Tremont's voice cracked like a whip. “You still don't know where Griffin is? Incredible! How could you lose one of your own people!”
Al-Hassan kept his voice low, respectful. Victor Tremont was one of the few heathens in this godless country he respected, and Tremont was right. He should have kept a closer eye on the ex-FBI man. “We are working to find Griffin. It is a point of pride with me that we find him quickly.”
Tremont was silent, calming himself. At last he said, “Xavier tells me Martin Zellerbach was also looking for Griffin's most recent address, obviously for Smith. As you suggested, there is a connection somewhere. Now we have evidence of it.”
“It is interesting that Bill Griffin has made no attempt to contact or approach Jon Smith. On the other hand, Smith visited Griffin's ex-wife yesterday in Georgetown.”

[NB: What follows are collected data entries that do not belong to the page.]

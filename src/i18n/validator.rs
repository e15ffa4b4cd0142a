//! Locale tag validation module.
//!
//! Checks the configured locale codes before the registry is built, so that
//! every code is usable verbatim as a single URL path segment.

use crate::error::LocaleError;
use regex::Regex;
use std::collections::HashSet;
use std::sync::OnceLock;

/// Outcome of checking a configured locale list.
#[derive(Debug, Clone, PartialEq, Eq, Default)]
pub struct ValidationReport {
    /// Codes the registry must reject, in configured order
    pub errors: Vec<LocaleError>,

    /// Accepted codes that differ from an earlier code only by case
    pub case_collisions: Vec<String>,
}

impl ValidationReport {
    /// The first rejected code, which is what the registry reports.
    pub fn first_error(&self) -> Option<&LocaleError> {
        self.errors.first()
    }

    /// No rejected codes and no case collisions.
    pub fn is_clean(&self) -> bool {
        self.errors.is_empty() && self.case_collisions.is_empty()
    }
}

/// Validator for configured locale codes.
pub struct LocaleTagValidator;

// Language subtag followed by optional region/script/variant subtags
static TAG_REGEX: OnceLock<Regex> = OnceLock::new();

impl LocaleTagValidator {
    /// Check whether a single code is a well-formed locale tag.
    ///
    /// Well-formed tags never contain `/`, whitespace, or an empty segment,
    /// so prefixing a path with one cannot introduce a double slash.
    pub fn is_well_formed(code: &str) -> bool {
        let regex = TAG_REGEX.get_or_init(|| {
            Regex::new(r"^[A-Za-z]{2,3}(-[A-Za-z0-9]{2,8})*$").expect("locale tag regex is valid")
        });
        regex.is_match(code)
    }

    /// Validate a full list of configured locale codes.
    ///
    /// Malformed and repeated codes are errors. Codes that only differ by
    /// case are accepted, since resolution is case-sensitive, but recorded
    /// in `case_collisions`.
    pub fn validate<S: AsRef<str>>(codes: &[S]) -> ValidationReport {
        let mut report = ValidationReport::default();
        let mut seen = HashSet::new();
        let mut seen_folded = HashSet::new();

        for code in codes.iter().map(|code| code.as_ref()) {
            if !Self::is_well_formed(code) {
                report
                    .errors
                    .push(LocaleError::InvalidLocaleCode(code.to_string()));
                continue;
            }

            if !seen.insert(code) {
                report
                    .errors
                    .push(LocaleError::DuplicateLocale(code.to_string()));
                continue;
            }

            if !seen_folded.insert(code.to_ascii_lowercase()) {
                report.case_collisions.push(code.to_string());
            }
        }

        report
    }
}
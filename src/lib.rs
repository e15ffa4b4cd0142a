//! Locale resolution and localized path building for the marketing site.
//!
//! Every page is served under `/{locale}/...`. The `i18n` module turns the raw
//! locale segment of a request into a supported locale (falling back to the
//! default), `routing` builds locale-prefixed links and canonical URLs, and
//! `server` exposes both to the rendering layer over HTTP.

pub mod config;
pub mod error;
pub mod i18n;
pub mod routing;
pub mod server;
//! Movie metadata catalog source (TMDB-style API). REQUIRED: without a
//! catalog entry there is nothing to anchor claims or the campaign to.

use async_trait::async_trait;
use chrono::Utc;
use serde::Deserialize;
use tracing::info;

use reelsignal_common::types::{Metric, SignalStatus, SourceId};

use crate::error::{Result, SourceError};
use crate::source::{FetchContext, SignalDraft, SignalSource, SourceBatch};

const BASE_URL: &str = "https://api.themoviedb.org/3";

/// Popularity above this maps to a 1.0 catalog signal.
const POPULARITY_CEILING: f64 = 100.0;

/// Vote counts above this are treated as a fully-established fanbase.
const VOTE_COUNT_CEILING: f64 = 50_000.0;

pub struct MetadataSource {
    api_key: String,
    title: String,
}

impl MetadataSource {
    pub fn new(api_key: impl Into<String>, title: impl Into<String>) -> Self {
        Self {
            api_key: api_key.into(),
            title: title.into(),
        }
    }

    async fn search(&self, ctx: &FetchContext) -> Result<MovieEntry> {
        let cache_key = format!("metadata:search:{}", self.title.to_lowercase());
        let body = match ctx.cache.get(&cache_key).await {
            Some(hit) => hit,
            None => {
                let resp = ctx
                    .http
                    .get(format!("{BASE_URL}/search/movie"))
                    .query(&[("query", self.title.as_str()), ("api_key", &self.api_key)])
                    .send()
                    .await?;
                let status = resp.status();
                if status.as_u16() == 429 {
                    return Err(SourceError::RateLimited);
                }
                if !status.is_success() {
                    return Err(SourceError::Http(status.as_u16()));
                }
                let body: serde_json::Value = resp.json().await?;
                ctx.cache.put(cache_key, body.clone()).await;
                body
            }
        };

        let results: SearchResponse = serde_json::from_value(body)
            .map_err(|e| SourceError::Decode(e.to_string()))?;
        results
            .results
            .into_iter()
            .next()
            .ok_or_else(|| SourceError::InvalidReference(format!("no catalog entry for '{}'", self.title)))
    }
}

#[async_trait]
impl SignalSource for MetadataSource {
    fn id(&self) -> SourceId {
        SourceId::Metadata
    }

    fn is_required(&self) -> bool {
        true
    }

    async fn fetch(&self, ctx: &FetchContext) -> Result<SourceBatch> {
        if self.api_key.is_empty() {
            return Err(SourceError::MissingCredential("metadata api key"));
        }

        let entry = self.search(ctx).await?;
        info!(
            title = entry.title.as_str(),
            popularity = entry.popularity,
            votes = entry.vote_count,
            "Catalog entry resolved"
        );

        let now = Utc::now();
        let mut batch = SourceBatch::new(SourceId::Metadata);

        // Global anticipation prior. Degraded when the catalog has the film
        // but nobody has rated it yet.
        let status = if entry.vote_count == 0 {
            SignalStatus::Degraded
        } else {
            SignalStatus::Ok
        };
        batch.drafts.push(SignalDraft {
            source_id: SourceId::Metadata,
            region: None,
            metric: Metric::CatalogPopularity,
            value: (entry.popularity / POPULARITY_CEILING).clamp(0.0, 1.0),
            unit: "index".to_string(),
            collected_at: now,
            status,
        });
        batch.drafts.push(SignalDraft {
            source_id: SourceId::Metadata,
            region: None,
            metric: Metric::FanbaseSize,
            value: (entry.vote_count as f64 / VOTE_COUNT_CEILING).clamp(0.0, 1.0),
            unit: "index".to_string(),
            collected_at: now,
            status,
        });

        Ok(batch)
    }
}

#[derive(Debug, Deserialize)]
struct SearchResponse {
    results: Vec<MovieEntry>,
}

#[derive(Debug, Deserialize)]
struct MovieEntry {
    #[allow(dead_code)]
    id: u64,
    title: String,
    #[serde(default)]
    popularity: f64,
    #[serde(default)]
    vote_count: u64,
}
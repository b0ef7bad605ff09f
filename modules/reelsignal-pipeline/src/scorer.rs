//! Regional composite scoring.
//!
//! Missing optional metrics degrade precision, never block scoring: absent
//! metrics drop out of the weight table and the remaining weights are
//! renormalized to sum to 1 before the weighted sum. Regions with nothing
//! present are excluded from the result set entirely.

use std::collections::BTreeMap;

use tracing::debug;
use uuid::Uuid;

use reelsignal_common::policy::ScoringPolicy;
use reelsignal_common::types::{Metric, RegionScore, Tier};

pub struct RegionalScorer {
    policy: ScoringPolicy,
}

impl RegionalScorer {
    pub fn new(policy: ScoringPolicy) -> Self {
        Self { policy }
    }

    /// Inclusive lower bounds: a score sitting exactly on a band boundary
    /// resolves to the higher tier.
    pub fn tier_for(&self, composite: f64) -> Tier {
        if composite >= self.policy.tier_a_min {
            Tier::A
        } else if composite >= self.policy.tier_b_min {
            Tier::B
        } else if composite >= self.policy.tier_c_min {
            Tier::C
        } else {
            Tier::D
        }
    }

    /// Score one region from whatever normalized metrics it has. Returns
    /// None when no weighted metric is present; the region is excluded,
    /// not scored as zero.
    pub fn score(
        &self,
        region_code: &str,
        available: &BTreeMap<Metric, f64>,
        supporting_signal_ids: Vec<Uuid>,
    ) -> Option<RegionScore> {
        let present: Vec<(Metric, f64, f64)> = self
            .policy
            .metric_weights
            .iter()
            .filter_map(|(metric, weight)| {
                available.get(metric).map(|value| (*metric, *weight, *value))
            })
            .collect();
        if present.is_empty() {
            debug!(region = region_code, "No weighted metrics present, excluding region");
            return None;
        }

        let weight_sum: f64 = present.iter().map(|(_, w, _)| w).sum();
        let mut component_breakdown = BTreeMap::new();
        let mut composite = 0.0;
        for (metric, weight, value) in present {
            let contribution = (weight / weight_sum) * value.clamp(0.0, 1.0);
            composite += contribution;
            component_breakdown.insert(metric, contribution);
        }
        let composite = composite.clamp(0.0, 1.0);

        Some(RegionScore {
            region_code: region_code.to_string(),
            composite_score: composite,
            tier: self.tier_for(composite),
            component_breakdown,
            supporting_signal_ids,
        })
    }

    /// Deterministic total order: composite descending, then tier, then
    /// region code. This is the only ordering the planner relies on.
    pub fn rank(&self, mut scores: Vec<RegionScore>) -> Vec<RegionScore> {
        scores.sort_by(|a, b| {
            b.composite_score
                .total_cmp(&a.composite_score)
                .then(a.tier.cmp(&b.tier))
                .then(a.region_code.cmp(&b.region_code))
        });
        scores
    }
}

#[cfg(test)]
mod tests {
    use super::*;

    fn scorer() -> RegionalScorer {
        RegionalScorer::new(ScoringPolicy::default())
    }

    fn metrics(pairs: &[(Metric, f64)]) -> BTreeMap<Metric, f64> {
        pairs.iter().copied().collect()
    }

    #[test]
    fn full_metric_set_scores_in_unit_range() {
        let available = metrics(&[
            (Metric::SearchInterest, 0.9),
            (Metric::EngagementRate, 0.8),
            (Metric::SentimentScore, 0.85),
            (Metric::PageviewIndex, 0.7),
            (Metric::Momentum, 0.6),
        ]);
        let score = scorer().score("US", &available, vec![]).unwrap();
        assert!(score.composite_score > 0.0 && score.composite_score <= 1.0);
        let weight_total: f64 = score.component_breakdown.values().sum();
        assert!((weight_total - score.composite_score).abs() < 1e-9);
    }

    #[test]
    fn missing_metrics_renormalize_weights() {
        // Only two metrics present, both at 1.0: renormalized weights must
        // sum to 1, so the composite is exactly 1.0.
        let available = metrics(&[(Metric::SearchInterest, 1.0), (Metric::EngagementRate, 1.0)]);
        let score = scorer().score("GB", &available, vec![]).unwrap();
        assert!((score.composite_score - 1.0).abs() < 1e-9);
    }

    #[test]
    fn unweighted_metrics_are_ignored() {
        let available = metrics(&[(Metric::CatalogPopularity, 0.9)]);
        assert!(scorer().score("US", &available, vec![]).is_none());
    }

    #[test]
    fn region_with_no_metrics_is_excluded() {
        assert!(scorer().score("AQ", &metrics(&[]), vec![]).is_none());
    }

    #[test]
    fn band_boundaries_resolve_to_the_higher_tier() {
        let s = scorer();
        assert_eq!(s.tier_for(0.75), Tier::A);
        assert_eq!(s.tier_for(0.7499), Tier::B);
        assert_eq!(s.tier_for(0.50), Tier::B);
        assert_eq!(s.tier_for(0.25), Tier::C);
        assert_eq!(s.tier_for(0.2499), Tier::D);
    }

    #[test]
    fn ranking_is_deterministic_with_ties() {
        let s = scorer();
        let mk = |code: &str, value: f64| {
            s.score(code, &metrics(&[(Metric::SearchInterest, value)]), vec![])
                .unwrap()
        };
        let ranked = s.rank(vec![mk("MX", 0.6), mk("BR", 0.6), mk("US", 0.9)]);
        let codes: Vec<&str> = ranked.iter().map(|r| r.region_code.as_str()).collect();
        assert_eq!(codes, vec!["US", "BR", "MX"]);
    }
}
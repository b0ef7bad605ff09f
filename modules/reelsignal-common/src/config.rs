use std::env;
use std::time::Duration;

use crate::policy::ScoringPolicy;

/// Default target regions when the caller does not supply a list.
pub const DEFAULT_REGIONS: [&str; 10] = [
    "US", "GB", "CA", "AU", "DE", "FR", "BR", "IN", "JP", "MX",
];

/// Immutable configuration for one pipeline run. Built explicitly by the
/// caller and passed into `run_pipeline`; there is no process-wide mutable
/// state for credentials or caches.
///
/// Credential presence toggles a source on: a missing OPTIONAL credential
/// simply disables that source, a missing REQUIRED credential fails
/// validation before collection starts.
#[derive(Debug, Clone)]
pub struct PipelineConfig {
    /// Trailer video reference, either a full watch URL or a bare video id.
    pub video_ref: String,
    /// Movie title used for metadata and trend lookups.
    pub title: String,
    /// ISO country codes to score and plan against.
    pub regions: Vec<String>,

    // Credentials. Metadata and engagement are REQUIRED sources; search
    // trends is OPTIONAL. The pageview index is keyless and toggled directly.
    pub metadata_api_key: Option<String>,
    pub engagement_api_key: Option<String>,
    pub trends_api_key: Option<String>,
    pub pageviews_enabled: bool,

    /// Budget for a single fetch attempt against one source.
    pub per_source_timeout: Duration,
    /// Hard ceiling on the whole collection stage.
    pub overall_deadline: Duration,
    /// TTL for the shared fetch cache.
    pub cache_ttl: Duration,

    pub policy: ScoringPolicy,
}

impl PipelineConfig {
    pub fn new(video_ref: impl Into<String>, title: impl Into<String>) -> Self {
        Self {
            video_ref: video_ref.into(),
            title: title.into(),
            regions: DEFAULT_REGIONS.iter().map(|r| r.to_string()).collect(),
            metadata_api_key: None,
            engagement_api_key: None,
            trends_api_key: None,
            pageviews_enabled: true,
            per_source_timeout: Duration::from_secs(15),
            overall_deadline: Duration::from_secs(60),
            cache_ttl: Duration::from_secs(15 * 60),
            policy: ScoringPolicy::default(),
        }
    }

    /// Load configuration from environment variables. Panics with a clear
    /// message if required vars are missing; this is the binary boundary,
    /// library callers construct the config directly.
    pub fn from_env() -> Self {
        let mut config = Self::new(
            required_env("REELSIGNAL_VIDEO"),
            required_env("REELSIGNAL_TITLE"),
        );
        if let Ok(regions) = env::var("REELSIGNAL_REGIONS") {
            config.regions = regions
                .split(',')
                .map(|r| r.trim().to_uppercase())
                .filter(|r| !r.is_empty())
                .collect();
        }
        config.metadata_api_key = env::var("TMDB_API_KEY").ok();
        config.engagement_api_key = env::var("YOUTUBE_API_KEY").ok();
        config.trends_api_key = env::var("TRENDS_API_KEY").ok();
        if let Ok(v) = env::var("PAGEVIEWS_ENABLED") {
            config.pageviews_enabled = v != "0" && !v.eq_ignore_ascii_case("false");
        }
        if let Ok(secs) = env::var("REELSIGNAL_SOURCE_TIMEOUT_SECS") {
            config.per_source_timeout =
                Duration::from_secs(secs.parse().expect("REELSIGNAL_SOURCE_TIMEOUT_SECS must be a number"));
        }
        if let Ok(secs) = env::var("REELSIGNAL_DEADLINE_SECS") {
            config.overall_deadline =
                Duration::from_secs(secs.parse().expect("REELSIGNAL_DEADLINE_SECS must be a number"));
        }
        config
    }
}

fn required_env(key: &str) -> String {
    env::var(key).unwrap_or_else(|_| panic!("{key} environment variable is required"))
}
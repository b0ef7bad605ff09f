use thiserror::Error;

use crate::types::SourceId;

#[derive(Error, Debug)]
pub enum ReelSignalError {
    #[error("Validation error: {0}")]
    Validation(String),

    #[error("Missing credential for required source {0}")]
    MissingCredential(SourceId),

    #[error(transparent)]
    Anyhow(#[from] anyhow::Error),
}
//! Concurrent, failure-tolerant source collection.
//!
//! Every configured source is dispatched at once. Each runs inside its own
//! bounded retry loop with a per-attempt timeout; the whole set is polled
//! under one overall deadline. When the deadline elapses the stream is
//! dropped. That is cooperative cancellation: in-flight attempts are abandoned,
//! never merged, and unfinished sources are reported as timed out.

use std::collections::BTreeMap;
use std::sync::Arc;
use std::time::Duration;

use futures::stream::{self, StreamExt};
use tokio::sync::watch;
use tokio::time::Instant;
use tracing::{info, warn};

use reelsignal_common::types::{SourceId, SourceOutcome, SourceStatus};
use reelsignal_sources::{FetchContext, SignalSource, SourceBatch, SourceError};

#[derive(Debug, Default)]
pub struct CollectReport {
    pub batches: Vec<SourceBatch>,
    pub statuses: BTreeMap<SourceId, SourceStatus>,
    pub cancelled: bool,
}

impl CollectReport {
    /// The first REQUIRED source whose data is absent: retry budget
    /// exhausted, or still outstanding when the deadline fired. Either way
    /// the run cannot stand without it.
    pub fn hard_failure(&self, sources: &[Arc<dyn SignalSource>]) -> Option<SourceId> {
        for source in sources {
            if let Some(status) = self.statuses.get(&source.id()) {
                let absent = matches!(
                    status.outcome,
                    SourceOutcome::FailedHard | SourceOutcome::TimedOut
                );
                if source.is_required() && absent {
                    return Some(source.id());
                }
            }
        }
        None
    }
}

struct SourceResult {
    source_id: SourceId,
    required: bool,
    attempts: u32,
    result: Result<SourceBatch, SourceError>,
}

/// Run all sources concurrently and return whatever completed before the
/// deadline, with a per-source status map. Never returns an error: source
/// failures are absorbed into statuses here and resolved by the caller.
pub async fn collect(
    sources: &[Arc<dyn SignalSource>],
    ctx: &FetchContext,
    per_source_timeout: Duration,
    overall_deadline: Duration,
    mut cancel: Option<watch::Receiver<bool>>,
) -> CollectReport {
    let deadline = Instant::now() + overall_deadline;
    let mut report = CollectReport::default();

    let futs = sources.iter().map(|source| {
        let source = Arc::clone(source);
        let ctx = ctx.clone();
        async move { fetch_with_retry(source, ctx, per_source_timeout).await }
    });
    let mut in_flight = stream::iter(futs).buffer_unordered(sources.len().max(1));

    loop {
        let next = if let Some(rx) = cancel.as_mut() {
            tokio::select! {
                changed = rx.changed() => {
                    match changed {
                        Ok(()) => {
                            if *rx.borrow() {
                                report.cancelled = true;
                                break;
                            }
                            // A false notification is not a cancellation;
                            // keep watching for a real one.
                            continue;
                        }
                        // Sender dropped: no cancellation can arrive anymore.
                        Err(_) => {
                            cancel = None;
                            continue;
                        }
                    }
                }
                next = tokio::time::timeout_at(deadline, in_flight.next()) => next,
            }
        } else {
            tokio::time::timeout_at(deadline, in_flight.next()).await
        };

        match next {
            Ok(Some(done)) => record(&mut report, done),
            Ok(None) => break,
            Err(_) => {
                warn!("Collection deadline elapsed, abandoning outstanding sources");
                break;
            }
        }
    }
    drop(in_flight);

    // Anything without a status was still in flight at the deadline (or at
    // cancellation). Excluded from the result set, never merged late.
    for source in sources {
        report.statuses.entry(source.id()).or_insert(SourceStatus {
            outcome: SourceOutcome::TimedOut,
            attempts: 0,
            detail: Some(if report.cancelled {
                "cancelled before completion".to_string()
            } else {
                "outstanding at overall deadline".to_string()
            }),
        });
    }

    report
}

fn record(report: &mut CollectReport, done: SourceResult) {
    match done.result {
        Ok(batch) => {
            info!(source = %done.source_id, attempts = done.attempts, "Source succeeded");
            report.statuses.insert(
                done.source_id,
                SourceStatus {
                    outcome: SourceOutcome::Succeeded,
                    attempts: done.attempts,
                    detail: None,
                },
            );
            report.batches.push(batch);
        }
        Err(e) => {
            let outcome = if done.required {
                SourceOutcome::FailedHard
            } else {
                SourceOutcome::FailedSoft
            };
            warn!(source = %done.source_id, attempts = done.attempts, outcome = %outcome, error = %e, "Source failed");
            report.statuses.insert(
                done.source_id,
                SourceStatus {
                    outcome,
                    attempts: done.attempts,
                    detail: Some(e.to_string()),
                },
            );
        }
    }
}

/// One source's bounded retry loop. Transient failures (timeouts, 5xx,
/// explicit rate limits) back off and retry within the source's budget;
/// anything else fails immediately.
async fn fetch_with_retry(
    source: Arc<dyn SignalSource>,
    ctx: FetchContext,
    per_source_timeout: Duration,
) -> SourceResult {
    let policy = source.retry_policy();
    let mut attempts = 0u32;

    loop {
        attempts += 1;
        let attempt = tokio::time::timeout(per_source_timeout, source.fetch(&ctx)).await;
        let result = match attempt {
            Ok(result) => result,
            Err(_) => Err(SourceError::Timeout),
        };

        match result {
            Ok(batch) => {
                return SourceResult {
                    source_id: source.id(),
                    required: source.is_required(),
                    attempts,
                    result: Ok(batch),
                }
            }
            Err(e) if e.is_transient() && attempts < policy.max_attempts => {
                let backoff = policy.backoff(attempts);
                warn!(
                    source = %source.id(),
                    attempt = attempts,
                    backoff_ms = backoff.as_millis() as u64,
                    error = %e,
                    "Transient source failure, retrying after backoff"
                );
                tokio::time::sleep(backoff).await;
            }
            Err(e) => {
                return SourceResult {
                    source_id: source.id(),
                    required: source.is_required(),
                    attempts,
                    result: Err(e),
                }
            }
        }
    }
}

#[cfg(test)]
mod tests {
    use super::*;
    use crate::testing::{FlakySource, NeverSource, StaticSource};
    use reelsignal_sources::FetchCache;

    fn ctx() -> FetchContext {
        FetchContext::new(
            Arc::new(FetchCache::new(Duration::from_secs(60))),
            vec!["US".to_string(), "GB".to_string()],
        )
    }

    fn secs(s: u64) -> Duration {
        Duration::from_secs(s)
    }

    #[tokio::test]
    async fn all_sources_succeed() {
        let sources: Vec<Arc<dyn SignalSource>> = vec![
            Arc::new(StaticSource::required(SourceId::Metadata)),
            Arc::new(StaticSource::optional(SourceId::Pageviews)),
        ];
        let report = collect(&sources, &ctx(), secs(5), secs(10), None).await;
        assert_eq!(report.batches.len(), 2);
        assert!(report.hard_failure(&sources).is_none());
        for status in report.statuses.values() {
            assert_eq!(status.outcome, SourceOutcome::Succeeded);
            assert_eq!(status.attempts, 1);
        }
    }

    #[tokio::test(start_paused = true)]
    async fn two_failures_then_success_reports_three_attempts() {
        let flaky = Arc::new(FlakySource::new(SourceId::SearchTrends, false, 2));
        let sources: Vec<Arc<dyn SignalSource>> = vec![flaky.clone()];
        let report = collect(&sources, &ctx(), secs(5), secs(120), None).await;

        let status = &report.statuses[&SourceId::SearchTrends];
        assert_eq!(status.outcome, SourceOutcome::Succeeded);
        assert_eq!(status.attempts, 3);
        assert_eq!(flaky.calls(), 3);
        assert_eq!(report.batches.len(), 1);
    }

    #[tokio::test(start_paused = true)]
    async fn optional_source_exhausting_budget_fails_soft() {
        let flaky = Arc::new(FlakySource::new(SourceId::SearchTrends, false, 99));
        let sources: Vec<Arc<dyn SignalSource>> = vec![flaky.clone()];
        let report = collect(&sources, &ctx(), secs(5), secs(120), None).await;

        let status = &report.statuses[&SourceId::SearchTrends];
        assert_eq!(status.outcome, SourceOutcome::FailedSoft);
        assert_eq!(status.attempts, 3);
        assert!(report.hard_failure(&sources).is_none());
        assert!(report.batches.is_empty());
    }

    #[tokio::test(start_paused = true)]
    async fn required_source_exhausting_budget_fails_hard() {
        let flaky = Arc::new(FlakySource::new(SourceId::Metadata, true, 99));
        let sources: Vec<Arc<dyn SignalSource>> = vec![flaky.clone()];
        let report = collect(&sources, &ctx(), secs(5), secs(120), None).await;

        assert_eq!(
            report.statuses[&SourceId::Metadata].outcome,
            SourceOutcome::FailedHard
        );
        assert_eq!(report.hard_failure(&sources), Some(SourceId::Metadata));
    }

    #[tokio::test(start_paused = true)]
    async fn stragglers_are_timed_out_at_deadline() {
        let sources: Vec<Arc<dyn SignalSource>> = vec![
            Arc::new(StaticSource::required(SourceId::Metadata)),
            Arc::new(NeverSource::optional(SourceId::Pageviews)),
        ];
        // Per-source timeout longer than the deadline, so the hang is cut by
        // the overall deadline rather than the retry loop.
        let report = collect(&sources, &ctx(), secs(300), secs(10), None).await;

        assert_eq!(
            report.statuses[&SourceId::Metadata].outcome,
            SourceOutcome::Succeeded
        );
        assert_eq!(
            report.statuses[&SourceId::Pageviews].outcome,
            SourceOutcome::TimedOut
        );
        assert_eq!(report.batches.len(), 1);
        assert!(report.hard_failure(&sources).is_none());
    }

    #[tokio::test(start_paused = true)]
    async fn cancellation_shares_the_deadline_path() {
        let (tx, rx) = watch::channel(false);
        let sources: Vec<Arc<dyn SignalSource>> =
            vec![Arc::new(NeverSource::required(SourceId::Metadata))];

        let ctx = ctx();
        let collect_fut = collect(&sources, &ctx, secs(300), secs(600), Some(rx));
        let cancel_fut = async move {
            tokio::time::sleep(secs(1)).await;
            let _ = tx.send(true);
        };
        let (report, _) = tokio::join!(collect_fut, cancel_fut);

        assert!(report.cancelled);
        assert_eq!(
            report.statuses[&SourceId::Metadata].outcome,
            SourceOutcome::TimedOut
        );
    }

    #[tokio::test(start_paused = true)]
    async fn cancellation_survives_a_false_notification() {
        let (tx, rx) = watch::channel(false);
        let sources: Vec<Arc<dyn SignalSource>> =
            vec![Arc::new(NeverSource::required(SourceId::Metadata))];

        let ctx = ctx();
        let collect_fut = collect(&sources, &ctx, secs(300), secs(600), Some(rx));
        let cancel_fut = async move {
            // A notification that still reads false must not eat the watch.
            tokio::time::sleep(secs(1)).await;
            let _ = tx.send(false);
            tokio::time::sleep(secs(1)).await;
            let _ = tx.send(true);
        };
        let (report, _) = tokio::join!(collect_fut, cancel_fut);

        assert!(report.cancelled);
    }

    #[tokio::test(start_paused = true)]
    async fn required_straggler_is_a_hard_failure_at_deadline() {
        let sources: Vec<Arc<dyn SignalSource>> = vec![
            Arc::new(NeverSource::required(SourceId::Engagement)),
            Arc::new(StaticSource::optional(SourceId::Pageviews)),
        ];
        let report = collect(&sources, &ctx(), secs(300), secs(10), None).await;

        assert_eq!(
            report.statuses[&SourceId::Engagement].outcome,
            SourceOutcome::TimedOut
        );
        assert_eq!(report.hard_failure(&sources), Some(SourceId::Engagement));
    }
}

Tremont considered. “Perhaps Griffin is playing both sides. Bill Griffin could turn out to be our most dangerous enemy, or our most useful weapon. Find him!”
__________
7:00 A.M.
San Francisco Mission District
Marty and Smith were awake and checked out by 7:00 A.M. By 8:00 they had driven across San Francisco's glistening bay and were heading east on I-580. After Lathrop, they crossed to 99 and 120 and headed south through fertile inland farmlands to Merced, where they stopped to eat a late breakfast. Then they turned east again, straight toward Yosemite on 140. The day was cool but sunny, Marty was still calm, and as they reached the higher elevations the sky seemed to grow a translucent blue.